DO WE HAVE A REALISTIC GOAL?

"By

Last updated: 3:31 am
January 27, 2009
Posted: 2:46 am
January 27, 2009

A NEW president with a strong domestic agenda and a career-long lack of interest in foreign policy inherits a distant war and feels he has to demonstrate his toughness: That was LBJ and Vietnam.

Will Afghanistan be President Obama's Vietnam, with Pakistan as Cambodia on steroids?

Such comparisons have already been made, but miss the mark. The core reason we failed in Vietnam was our largesse: We poured in so much wealth that we corrupted the Vietnamese leadership, from presidents down to battlefield commanders, beyond all utility. We became North Vietnam's best allies, destroying South Vietnam from within.

Our troops fought bravely, but infusions of well-intentioned aid undercut every success. All of the other reasons for our failure, from then-Defense Secretary Robert McNamara's arrogance through a long misreading of the war's nature, were secondary. Instead of inspiring self-sacrifice in our counterparts, we generated a kleptocracy.
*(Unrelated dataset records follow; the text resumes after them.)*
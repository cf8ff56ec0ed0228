//! Signal/producer model
//!
//! A [`DataSignal`] names a value stream the board can produce: where it comes
//! from ([`SourceAddress`]), how its bytes are laid out ([`SignalShape`]) and
//! which register starts and stops it. Raw sensor signals live in the
//! [`catalog`]; processor outputs are derived by the route compiler from the
//! shape of their input.
//!
//! # Frame layout
//!
//! A shape carries a list of [`FrameWrapper`]s. The innermost sample is
//! `attributes.len()` bytes; each wrapper, applied in order, either packs
//! several copies of the frame below it into one notification or prepends a
//! 4-byte account prefix.

pub mod catalog;
pub mod decode;

use serde::{Deserialize, Serialize};
use std::fmt;

use crate::error::{BoardError, Result};
use crate::registry::opcodes::processor as proc_ops;
use crate::registry::ModuleId;

pub use decode::{decode_frame, decode_value, DecodedSample};

/// Index byte meaning "this register is not indexed"
pub const NO_INDEX: u8 = 0xff;

/// Width of the account prefix in bytes
pub const ACCOUNT_PREFIX_LEN: usize = 4;

/// Where a value stream originates on the board
#[derive(Debug, Clone, Copy, PartialEq, Eq, Hash, PartialOrd, Ord, Serialize, Deserialize)]
pub struct SourceAddress {
    pub module: u8,
    pub register: u8,
    pub index: Option<u8>,
}

impl SourceAddress {
    pub const fn new(module: u8, register: u8) -> Self {
        Self {
            module,
            register,
            index: None,
        }
    }

    pub const fn indexed(module: u8, register: u8, index: u8) -> Self {
        Self {
            module,
            register,
            index: Some(index),
        }
    }

    /// Output of data processor `id`
    pub const fn processor(id: u8) -> Self {
        Self::indexed(ModuleId::DataProcessor as u8, proc_ops::NOTIFY, id)
    }

    /// Build from the three source bytes embedded in board configs
    pub fn from_bytes(module: u8, register: u8, index: u8) -> Self {
        Self {
            module,
            register,
            index: (index != NO_INDEX).then_some(index),
        }
    }

    pub fn index_byte(&self) -> u8 {
        self.index.unwrap_or(NO_INDEX)
    }

    /// `[module, register, index]` as embedded in processor/logger/event configs
    pub fn to_bytes(&self) -> [u8; 3] {
        [self.module, self.register, self.index_byte()]
    }

    /// Processor id if this is a processor output
    pub fn processor_id(&self) -> Option<u8> {
        if self.module == ModuleId::DataProcessor as u8 && self.register == proc_ops::NOTIFY {
            self.index
        } else {
            None
        }
    }
}

impl fmt::Display for SourceAddress {
    fn fmt(&self, f: &mut fmt::Formatter<'_>) -> fmt::Result {
        match self.index {
            Some(i) => write!(f, "[{:#04x}, {:#04x}, {:#04x}]", self.module, self.register, i),
            None => write!(f, "[{:#04x}, {:#04x}]", self.module, self.register),
        }
    }
}

/// Byte layout of one sample
#[derive(Debug, Clone, Copy, PartialEq, Eq, Serialize, Deserialize)]
pub struct DataAttributes {
    /// Bytes per axis
    pub axis_len: u8,
    /// Number of axes (1 for scalars)
    pub axes: u8,
    /// Offset into the source register's payload
    pub offset: u8,
    pub signed: bool,
}

impl DataAttributes {
    pub const fn scalar(len: u8, signed: bool) -> Self {
        Self {
            axis_len: len,
            axes: 1,
            offset: 0,
            signed,
        }
    }

    pub const fn vector(axis_len: u8, axes: u8, signed: bool) -> Self {
        Self {
            axis_len,
            axes,
            offset: 0,
            signed,
        }
    }

    /// Total sample width in bytes
    pub fn len(&self) -> usize {
        self.axis_len as usize * self.axes as usize
    }

    pub fn is_empty(&self) -> bool {
        self.len() == 0
    }

    /// `((len - 1) << 5) | offset`, as embedded after the source bytes
    pub fn attr_byte(&self) -> u8 {
        let len = self.len().clamp(1, 8) as u8;
        ((len - 1) << 5) | (self.offset & 0x1f)
    }

    /// Decode `attr_byte` back into `(offset, len)`
    pub fn split_attr_byte(byte: u8) -> (u8, u8) {
        (byte & 0x1f, (byte >> 5) + 1)
    }

    /// One axis of a vector sample
    pub fn component(&self, index: u8) -> Option<DataAttributes> {
        if index >= self.axes {
            return None;
        }
        Some(DataAttributes {
            axis_len: self.axis_len,
            axes: 1,
            offset: self.offset + index * self.axis_len,
            signed: self.signed,
        })
    }
}

/// Account prefix meaning
#[derive(Debug, Clone, Copy, PartialEq, Eq, Serialize, Deserialize)]
pub enum AccountMode {
    /// Board tick at which the sample was produced
    Time,
    /// Running sample count
    Count,
}

impl AccountMode {
    pub fn to_byte(self) -> u8 {
        match self {
            AccountMode::Time => 0,
            AccountMode::Count => 1,
        }
    }

    pub fn from_byte(b: u8) -> Self {
        if b == 1 {
            AccountMode::Count
        } else {
            AccountMode::Time
        }
    }
}

/// Framing applied on top of the raw sample bytes
#[derive(Debug, Clone, Copy, PartialEq, Eq, Serialize, Deserialize)]
pub enum FrameWrapper {
    /// Several frames share one notification
    Pack(u8),
    /// A 4-byte prefix precedes the frame
    Account(AccountMode),
}

/// Whether the bytes carry numbers
#[derive(Debug, Clone, Copy, PartialEq, Eq, Serialize, Deserialize)]
pub enum ValueKind {
    Numeric,
    Opaque,
}

/// Everything needed to decode a stream of frames
#[derive(Debug, Clone, PartialEq, Serialize, Deserialize)]
pub struct SignalShape {
    pub attributes: DataAttributes,
    /// Raw value divided by this gives the physical value
    pub scale: f32,
    pub kind: ValueKind,
    /// Innermost first
    pub wrappers: Vec<FrameWrapper>,
}

impl SignalShape {
    pub fn numeric(attributes: DataAttributes, scale: f32) -> Self {
        Self {
            attributes,
            scale,
            kind: ValueKind::Numeric,
            wrappers: Vec::new(),
        }
    }

    pub fn sample_len(&self) -> usize {
        self.attributes.len()
    }

    /// Width of one notification payload
    pub fn frame_len(&self) -> usize {
        frame_len(self.sample_len(), &self.wrappers)
    }

    pub fn is_accounted(&self) -> bool {
        self.wrappers
            .iter()
            .any(|w| matches!(w, FrameWrapper::Account(_)))
    }

    /// The same shape with one more wrapper on the outside
    pub fn wrapped(&self, wrapper: FrameWrapper) -> Self {
        let mut shape = self.clone();
        shape.wrappers.push(wrapper);
        shape
    }
}

pub(crate) fn frame_len(sample_len: usize, wrappers: &[FrameWrapper]) -> usize {
    wrappers.iter().fold(sample_len, |acc, w| match w {
        FrameWrapper::Pack(n) => acc * *n as usize,
        FrameWrapper::Account(_) => acc + ACCOUNT_PREFIX_LEN,
    })
}

/// Alternate register emitting several samples per notification
#[derive(Debug, Clone, Copy, PartialEq, Eq, Serialize, Deserialize)]
pub struct PackedVariant {
    pub register: u8,
    pub count: u8,
}

/// A producible value stream
#[derive(Debug, Clone, PartialEq, Serialize, Deserialize)]
pub struct DataSignal {
    /// Canonical name, e.g. `acceleration`
    pub name: String,
    pub source: SourceAddress,
    pub shape: SignalShape,
    /// Register toggled with `[module, register, 1/0]` to start/stop production
    pub enable_register: Option<u8>,
    pub packed: Option<PackedVariant>,
    /// Axis names, used for split components
    pub components: Vec<String>,
}

impl DataSignal {
    pub fn new(name: impl Into<String>, source: SourceAddress, shape: SignalShape) -> Self {
        Self {
            name: name.into(),
            source,
            shape,
            enable_register: None,
            packed: None,
            components: Vec::new(),
        }
    }

    pub fn with_enable_register(mut self, register: u8) -> Self {
        self.enable_register = Some(register);
        self
    }

    pub fn with_packed(mut self, register: u8, count: u8) -> Self {
        self.packed = Some(PackedVariant { register, count });
        self
    }

    pub fn with_components(mut self, names: &[&str]) -> Self {
        self.components = names.iter().map(|s| s.to_string()).collect();
        self
    }

    /// Select a channel of an indexed register
    pub fn with_index(mut self, index: u8) -> Self {
        self.source.index = Some(index);
        self
    }

    pub fn module(&self) -> Option<ModuleId> {
        ModuleId::from_u8(self.source.module)
    }

    /// One axis of a vector signal
    pub fn component(&self, index: u8) -> Result<DataSignal> {
        let attributes = self.shape.attributes.component(index).ok_or_else(|| {
            BoardError::InvalidOperation(format!(
                "'{}' has no component {}",
                self.name, index
            ))
        })?;
        let suffix = self
            .components
            .get(index as usize)
            .cloned()
            .unwrap_or_else(|| index.to_string());
        Ok(DataSignal {
            name: format!("{}-{}", self.name, suffix),
            source: self.source,
            shape: SignalShape {
                attributes,
                ..self.shape.clone()
            },
            enable_register: self.enable_register,
            packed: None,
            components: Vec::new(),
        })
    }

    /// The packed form of this signal, if the module has one
    pub fn packed(&self) -> Option<DataSignal> {
        let packed = self.packed?;
        Some(DataSignal {
            name: format!("{}-packed", self.name),
            source: SourceAddress {
                register: packed.register,
                ..self.source
            },
            shape: self.shape.wrapped(FrameWrapper::Pack(packed.count)),
            enable_register: self.enable_register,
            packed: None,
            components: self.components.clone(),
        })
    }
}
Like the Taliban (and al Qaeda), the North Vietnamese had the advantage of poverty. The strategic goal of the leadership cadres in Hanoi never wavered.

Now we're "Vietnamizing" Afghanistan: dumping so much wealth on a poor country that we're turning pickpockets into world-class thieves.

President Hamid Karzai is despised where he isn't hated. The people view his government as corrupt and untrustworthy - and it is. A weak man, Karzai's unwilling to stand up to warlords and narcos. Anxious to retain his illusory power, he takes our support for granted.

Karzai's constant harping on American military "excesses" every time the Taliban claims the corpses holding Kalashnikovs were just discussing Oprah's latest book-club pick is meant to please the locals - at our expense.

But we can't see an alternative to Karzai. Our bad, not his.

The bitter truth (as in Vietnam) is that we still haven't decided what we really want to achieve. We babble about nation-building where there's no nation to build, just a premedieval mosaic of tribes that hate each other. And the Taliban are homeboys.

We want Afghans to be like us. They never will be. (Good morning, Vietnam!)

If we want to alter the strategic environment amid a foreign population, we must be clear on three things: what we want to achieve, what the target population wants - and how much of what we want that population's willing to accept.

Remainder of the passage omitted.